Stored data entries
++++++++++

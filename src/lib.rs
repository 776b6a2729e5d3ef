// Biblioteca do middleware de triagem de emails
// Expõe módulos para uso em testes e binários

pub mod config;
pub mod handlers;
pub mod utils;

use axum::{
    extract::DefaultBodyLimit,
    routing::{get, post},
    Router,
};
use ia_service::{build_backend, EmailProcessor, PromptConfig};
use std::sync::Arc;
use tower_http::{catch_panic::CatchPanicLayer, cors::CorsLayer, trace::TraceLayer};

use utils::logging::*;
use utils::{AppError, AppResult};

// AppState é definido aqui para ser compartilhado
#[derive(Clone)]
pub struct AppState {
    pub settings: config::Settings,
    pub processor: EmailProcessor,
}

impl AppState {
    pub fn new(settings: config::Settings) -> AppResult<Self> {
        let processor = build_processor(&settings)?;
        Ok(Self { settings, processor })
    }
}

/// Monta o processador a partir das settings
///
/// Sem credencial o servidor sobe mesmo assim; as classificações
/// respondem com erro de inicialização.
pub fn build_processor(settings: &config::Settings) -> AppResult<EmailProcessor> {
    let credential_env = settings.ai.provider.credential_env();

    let backend = match settings.ia_config() {
        Some(ia_config) => match build_backend(&ia_config) {
            Ok(backend) => Some(backend),
            Err(e) => {
                log_warning(&format!("⚠️ Falha ao inicializar cliente de IA: {}. Serviço desabilitado.", e));
                None
            }
        },
        None => {
            log_warning(&format!("⚠️ {} não configurada. Cliente de IA desabilitado.", credential_env));
            None
        }
    };

    let prompt = match &settings.ai.prompt_file {
        Some(path) => {
            let prompt = PromptConfig::from_file(path).map_err(|e| {
                AppError::ConfigError(format!("Failed to load prompt file '{}': {}", path, e))
            })?;
            log_info(&format!("📝 Prompt carregado de {}", path));
            prompt
        }
        None => PromptConfig::default(),
    };

    Ok(EmailProcessor::new(backend)
        .with_prompt(prompt)
        .with_retry_policy(settings.retry_policy())
        .with_credential_name(credential_env))
}

pub fn create_router(state: Arc<AppState>) -> Router {
    let max_upload_bytes = state.settings.upload.max_bytes;

    Router::new()
        .route("/health", get(handlers::health_check))
        .route("/ready", get(handlers::ready_check))
        .route("/api/processar", post(handlers::processar_email))
        .route("/api/processar/upload", post(handlers::processar_upload))
        .layer(DefaultBodyLimit::max(max_upload_bytes))
        .layer(CorsLayer::permissive())
        .layer(TraceLayer::new_for_http())
        .layer(CatchPanicLayer::new())
        .with_state(state)
}
/// Ferramenta standalone para visualizar o prompt enviado à LLM
/// Execute com: cargo run --bin test_prompt -- [arquivo.txt|arquivo.pdf]
///
/// Sem argumento usa um email de exemplo. Com a credencial do provedor
/// configurada, também classifica o email.

use email_triage_middleware::{build_processor, config::Settings};
use ia_service::{extract_text, PromptConfig};

const SAMPLE_EMAIL: &str = "Olá, gostaria de saber o status da minha solicitação de reembolso \
enviada na semana passada. O protocolo é 2024-0912. Obrigado.";

#[tokio::main]
async fn main() {
    let _ = dotenvy::dotenv();

    println!("\n{}", "=".repeat(80));
    println!("TESTE: Visualização do Prompt Enviado à LLM");
    println!("{}\n", "=".repeat(80));

    // 1. Carregar o email (arquivo ou exemplo)
    let email_text = match std::env::args().nth(1) {
        Some(path) => {
            let bytes = match std::fs::read(&path) {
                Ok(bytes) => bytes,
                Err(e) => {
                    eprintln!("❌ Erro ao ler {}: {}", path, e);
                    return;
                }
            };
            match extract_text(&path, &bytes) {
                Ok(doc) => {
                    println!("✅ Texto extraído de {} ({:?})\n", doc.file_name, doc.format);
                    doc.text
                }
                Err(e) => {
                    eprintln!("❌ Erro ao extrair texto: {}", e);
                    return;
                }
            }
        }
        None => SAMPLE_EMAIL.to_string(),
    };

    // 2. Carregar configurações e prompt
    let settings = match Settings::new() {
        Ok(settings) => settings,
        Err(e) => {
            eprintln!("❌ Erro ao carregar configuração: {}", e);
            return;
        }
    };

    let prompt = match &settings.ai.prompt_file {
        Some(path) => match PromptConfig::from_file(path) {
            Ok(prompt) => prompt,
            Err(e) => {
                eprintln!("❌ Erro ao carregar prompt {}: {}", path, e);
                return;
            }
        },
        None => PromptConfig::default(),
    };

    // 3. Montar o prompt completo
    let prompt_completo = prompt.render(&email_text);

    println!("🤖 PROMPT COMPLETO ENVIADO À LLM:");
    println!("{}", "=".repeat(80));
    println!("{}", prompt_completo);
    println!("{}\n", "=".repeat(80));

    // 4. Estatísticas do prompt
    let num_palavras = prompt_completo.split_whitespace().count();

    println!("📊 ESTATÍSTICAS DO PROMPT:");
    println!("  • Linhas: {}", prompt_completo.lines().count());
    println!("  • Caracteres: {}", prompt_completo.chars().count());
    println!("  • Palavras: {}", num_palavras);
    println!("  • Exemplos few-shot: {}", prompt.examples.len());
    println!("  • Tamanho estimado (tokens): ~{}", num_palavras * 4 / 3);
    println!();

    // 5. Classificar, se houver credencial
    let processor = match build_processor(&settings) {
        Ok(processor) => processor,
        Err(e) => {
            eprintln!("❌ Erro ao montar processador: {}", e);
            return;
        }
    };

    if !processor.is_initialized() {
        println!(
            "ℹ️  {} não configurada: classificação ignorada.",
            settings.ai.provider.credential_env()
        );
        return;
    }

    println!("🔍 Classificando com {} ({:?})...", settings.model_name(), settings.ai.provider);
    match processor.classify(&email_text).await {
        Ok(result) => {
            println!("  • Categoria: {}", result.category.label());
            println!("  • Resposta sugerida: {}", result.suggested_reply);
        }
        Err(e) => eprintln!("❌ Falha na classificação: {}", e),
    }
    println!();
}
use thiserror::Error;

#[derive(Debug, Error)]
pub enum NotifyError {
    #[error("environment variable {0} is not set")]
    MissingVariable(&'static str),

    #[error("S3 event record has no {0}")]
    MissingField(&'static str),

    #[error("failed to render email: {0}")]
    Template(String),

    #[error("failed to build email: {0}")]
    Build(#[from] aws_sdk_sesv2::error::BuildError),

    #[error("SES rejected the email for {key}: {message}")]
    Send { key: String, message: String },

    #[error("email task aborted: {0}")]
    Aborted(String),

    #[error("{failed} of {total} notifications failed, first error: {first}")]
    Partial {
        failed: usize,
        total: usize,
        first: Box<NotifyError>,
    },
}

++++++++++

## What to produce:
Would you print exactly, and only, the lines of the data above from the line with "pub struct AppState" through the line with "let processor = build_processor(&settings)?;", inclusive?

## Your solution:
pub struct AppState {
    pub settings: config::Settings,
    pub processor: EmailProcessor,
}

impl AppState {
    pub fn new(settings: config::Settings) -> AppResult<Self> {
        let processor = build_processor(&settings)?;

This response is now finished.